> [What this task involves] Every line below that holds the string "WorkerStats" should be copied out.

> [Records provided]
--------
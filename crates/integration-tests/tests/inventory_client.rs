//! HTTP inventory client against a local fake of the inventory API.

#![allow(clippy::unwrap_used)]

use std::sync::Arc;
use std::time::Duration;

use rocketshoes_cart::{
    CartManager, ChannelNotifier, InventoryClient, InventoryConfig, InventoryError,
    InventoryService, Notice,
};
use rocketshoes_core::{Cart, ProductId};
use rocketshoes_integration_tests::{Catalog, spawn_inventory_api, unused_local_addr};
use rust_decimal::Decimal;

fn catalog() -> Arc<Catalog> {
    Arc::new(
        Catalog::new()
            .with_product(1, "Tênis de Caminhada Leve Confortável", 17990, 3)
            .with_product(3, "Tênis Adidas Duramo Lite 2.0", 21990, 0),
    )
}

async fn client_for(catalog: &Arc<Catalog>) -> InventoryClient {
    let base_url = spawn_inventory_api(Arc::clone(catalog)).await.unwrap();
    let config = InventoryConfig::new(&base_url, Duration::from_secs(300)).unwrap();
    InventoryClient::new(&config).unwrap()
}

#[tokio::test]
async fn test_fetches_stock() {
    let catalog = catalog();
    let client = client_for(&catalog).await;

    let stock = client.stock(ProductId::new(1)).await.unwrap();
    assert_eq!(stock.id, ProductId::new(1));
    assert_eq!(stock.amount, 3);

    let empty = client.stock(ProductId::new(3)).await.unwrap();
    assert_eq!(empty.amount, 0);
}

#[tokio::test]
async fn test_fetches_product() {
    let catalog = catalog();
    let client = client_for(&catalog).await;

    let product = client.product(ProductId::new(1)).await.unwrap();
    assert_eq!(product.title, "Tênis de Caminhada Leve Confortável");
    assert_eq!(product.price, Decimal::new(17990, 2));
    assert_eq!(
        product.image,
        "https://rocketseat-cdn.s3-sa-east-1.amazonaws.com/1.jpg"
    );
}

#[tokio::test]
async fn test_product_is_cached_and_stock_is_not() {
    let catalog = catalog();
    let client = client_for(&catalog).await;

    client.product(ProductId::new(1)).await.unwrap();
    client.product(ProductId::new(1)).await.unwrap();
    assert_eq!(catalog.product_requests(), 1);

    catalog.set_stock(1, 7);
    client.stock(ProductId::new(1)).await.unwrap();
    let stock = client.stock(ProductId::new(1)).await.unwrap();
    assert_eq!(stock.amount, 7);
    assert_eq!(catalog.stock_requests(), 2);
}

#[tokio::test]
async fn test_unknown_product_is_status_error() {
    let catalog = catalog();
    let client = client_for(&catalog).await;

    let err = client.stock(ProductId::new(42)).await.unwrap_err();
    assert!(
        matches!(&err, InventoryError::Status { status: 404, path } if path == "stock/42"),
        "unexpected error: {err:?}"
    );

    let err = client.product(ProductId::new(42)).await.unwrap_err();
    assert!(matches!(err, InventoryError::Status { status: 404, .. }));
}

#[tokio::test]
async fn test_malformed_body_is_parse_error() {
    let catalog = catalog();
    catalog.break_product(1);
    let client = client_for(&catalog).await;

    let err = client.product(ProductId::new(1)).await.unwrap_err();
    assert!(matches!(err, InventoryError::Parse(_)), "unexpected error: {err:?}");
}

#[tokio::test]
async fn test_unreachable_api_is_http_error() {
    let addr = unused_local_addr().await.unwrap();
    let config = InventoryConfig::new(&format!("http://{addr}"), Duration::from_secs(300)).unwrap();
    let client = InventoryClient::new(&config).unwrap();

    let err = client.stock(ProductId::new(1)).await.unwrap_err();
    assert!(matches!(err, InventoryError::Http(_)), "unexpected error: {err:?}");
}

#[tokio::test]
async fn test_manager_over_http() {
    let catalog = catalog();
    let client = client_for(&catalog).await;
    let (notifier, mut notices) = ChannelNotifier::new();
    let cart = CartManager::new(client, notifier, Cart::new());

    for _ in 0..4 {
        cart.add_product(ProductId::new(1)).await;
    }
    cart.add_product(ProductId::new(3)).await;
    cart.add_product(ProductId::new(42)).await;

    let snapshot = cart.cart();
    assert_eq!(snapshot.len(), 1);
    assert_eq!(snapshot.amount_of(ProductId::new(1)), 3);
    assert_eq!(catalog.product_requests(), 1);

    let mut received = Vec::new();
    while let Ok(notice) = notices.try_recv() {
        received.push(notice);
    }
    assert_eq!(
        received,
        vec![Notice::OutOfStock, Notice::OutOfStock, Notice::AddFailed]
    );
}

#[tokio::test]
async fn test_manager_metadata_failure_reports_add_failed() {
    let catalog = catalog();
    catalog.break_product(1);
    let client = client_for(&catalog).await;
    let (notifier, mut notices) = ChannelNotifier::new();
    let cart = CartManager::new(client, notifier, Cart::new());

    cart.add_product(ProductId::new(1)).await;

    // Stock was fine, only the metadata fetch failed
    assert_eq!(catalog.stock_requests(), 1);
    assert!(cart.cart().is_empty());
    assert_eq!(notices.try_recv().unwrap(), Notice::AddFailed);
    assert!(notices.try_recv().is_err());
}
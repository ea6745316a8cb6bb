//! Core types for RocketShoes.
//!
//! This module provides type-safe wrappers for the catalog and cart domain.

pub mod cart;
pub mod id;
pub mod price;
pub mod product;

pub use cart::{Cart, CartLineItem, CartSummary};
pub use id::*;
pub use price::{format_price, line_subtotal};
pub use product::{Product, Stock};
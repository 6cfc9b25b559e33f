//! The process-side worker loop and its thread factory: each worker
//! repeatedly requests a fire of its assigned transition and tallies the
//! outcome until the monitor reports termination.

use std::sync::atomic::{AtomicU64, Ordering};
use std::sync::Arc;
use std::thread::{self, JoinHandle};

use crate::error::SimError;
use crate::monitor::Monitor;
use crate::policy::Policy;

/// Per-worker outcome tally, read by `main` after all workers join.
#[derive(Debug, Default)]
pub struct WorkerStats {
    pub successes: AtomicU64,
    pub blocked_attempts: AtomicU64,
}

impl WorkerStats {
    pub fn successes(&self) -> u64 {
        self.successes.load(Ordering::Relaxed)
    }

    pub fn blocked_attempts(&self) -> u64 {
        self.blocked_attempts.load(Ordering::Relaxed)
    }
}

/// Spawns a thread named `"worker-T{transition}"`.
pub fn spawn_named<F>(transition: usize, f: F) -> std::io::Result<JoinHandle<()>>
where
    F: FnOnce() + Send + 'static,
{
    thread::Builder::new()
        .name(format!("worker-T{transition}"))
        .spawn(f)
}

/// Repeatedly calls `monitor.fire_transition(transition)` until the monitor
/// reports termination or a fatal error occurs, tallying outcomes into
/// `stats`. A failed (non-fatal) attempt is not distinguishable from a
/// blocking wait from the caller's side — both are folded into a retry —
/// so `blocked_attempts` counts every call that returned without firing
/// only to subsequently block, which `fire_transition` does not expose
/// directly; instead this loop simply counts calls that were made.
pub fn run_worker<P: Policy>(
    monitor: Arc<Monitor<P>>,
    transition: usize,
    stats: Arc<WorkerStats>,
) -> Result<(), SimError> {
    loop {
        stats.blocked_attempts.fetch_add(1, Ordering::Relaxed);
        match monitor.fire_transition(transition)? {
            true => {
                stats.successes.fetch_add(1, Ordering::Relaxed);
            }
            false => {
                tracing::debug!(transition, "termination observed, worker exiting");
                return Ok(());
            }
        }
    }
}

#[cfg(test)]
mod tests {
    use super::*;
    use crate::policy::Balanced;
    use crate::topology::AlphaProfile;

    #[test]
    fn spawned_thread_is_named_after_its_transition() {
        let handle = spawn_named(3, || {
            let name = thread::current().name().unwrap().to_string();
            assert_eq!(name, "worker-T3");
        })
        .unwrap();
        handle.join().unwrap();
    }

    #[test]
    fn run_worker_stops_on_termination() {
        // A low exit threshold keeps this test fast: drive the exit
        // transition's invariant cycle to termination directly, then
        // confirm a worker loop started afterwards observes termination on
        // its very first call instead of blocking.
        let monitor = Arc::new(Monitor::with_exit_threshold(AlphaProfile::Fast, Balanced, 1));
        let cycle = [0usize, 1, 3, 4, 7, 8, 11];
        while !monitor.is_terminated() {
            for &t in &cycle {
                let _ = monitor.fire_transition(t);
            }
        }

        let stats = Arc::new(WorkerStats::default());
        run_worker(monitor, 0, stats.clone()).unwrap();
        assert_eq!(stats.successes(), 0);
        assert_eq!(stats.blocked_attempts(), 1);
    }
}
//! CLI surface, runtime configuration, and logging bootstrap. All of this
//! is ambient infrastructure around the simulation's entry point: the core
//! engine/monitor only ever see the already resolved `AlphaProfile`/policy
//! values, never raw CLI flags.

use std::path::PathBuf;

use clap::{Parser, ValueEnum};

use crate::topology::AlphaProfile as TopologyAlphaProfile;

#[derive(Debug, Clone, Copy, PartialEq, Eq, ValueEnum)]
pub enum AlphaProfileArg {
    Fast,
    Medium,
    Slow,
}

impl From<AlphaProfileArg> for TopologyAlphaProfile {
    fn from(arg: AlphaProfileArg) -> Self {
        match arg {
            AlphaProfileArg::Fast => TopologyAlphaProfile::Fast,
            AlphaProfileArg::Medium => TopologyAlphaProfile::Medium,
            AlphaProfileArg::Slow => TopologyAlphaProfile::Slow,
        }
    }
}

#[derive(Debug, Clone, Copy, PartialEq, Eq, ValueEnum)]
pub enum PolicyArg {
    Balanced,
    Prioritized,
}

/// Command-line surface for the simulation's entry point. The core treats
/// the α-profile, policy, and exit threshold as compile-time constants of
/// the modeled instance; these flags just let an operator pick which
/// constants to resolve to before the core is constructed.
#[derive(Debug, Parser)]
#[command(name = "petri_workflow", about = "Concurrent timed Petri net workflow simulator")]
pub struct SimArgs {
    /// Lower-bound temporal profile for timed transitions.
    #[arg(long, value_enum, default_value_t = AlphaProfileArg::Fast)]
    pub profile: AlphaProfileArg,

    /// Firing policy used by the monitor's release protocol.
    #[arg(long, value_enum, default_value_t = PolicyArg::Balanced)]
    pub policy: PolicyArg,

    /// Overrides the modeled instance's exit-transition firing target
    /// (`N_exit`). Defaults to the modeled value of 186.
    #[arg(long)]
    pub exit_count: Option<u64>,

    /// Path to write the final statistics log to.
    #[arg(long, default_value = "petri_workflow.log")]
    pub log_path: PathBuf,

    /// Tracing filter, e.g. "info", "debug", "petri_workflow=trace".
    #[arg(long, default_value = "info")]
    pub log_level: String,
}

impl Default for PolicyArg {
    fn default() -> Self {
        PolicyArg::Balanced
    }
}

impl std::fmt::Display for PolicyArg {
    fn fmt(&self, f: &mut std::fmt::Formatter<'_>) -> std::fmt::Result {
        let s = match self {
            PolicyArg::Balanced => "balanced",
            PolicyArg::Prioritized => "prioritized",
        };
        write!(f, "{s}")
    }
}

impl std::fmt::Display for AlphaProfileArg {
    fn fmt(&self, f: &mut std::fmt::Formatter<'_>) -> std::fmt::Result {
        let s = match self {
            AlphaProfileArg::Fast => "fast",
            AlphaProfileArg::Medium => "medium",
            AlphaProfileArg::Slow => "slow",
        };
        write!(f, "{s}")
    }
}

/// Initializes the global `tracing` subscriber from `log_level`. Called
/// once from `main`.
pub fn init_tracing(log_level: &str) {
    use tracing_subscriber::EnvFilter;

    let filter = EnvFilter::try_new(log_level).unwrap_or_else(|_| EnvFilter::new("info"));
    tracing_subscriber::fmt().with_env_filter(filter).init();
}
--------
> [Task result]
pub struct WorkerStats {
impl WorkerStats {
    stats: Arc<WorkerStats>,
        let stats = Arc::new(WorkerStats::default());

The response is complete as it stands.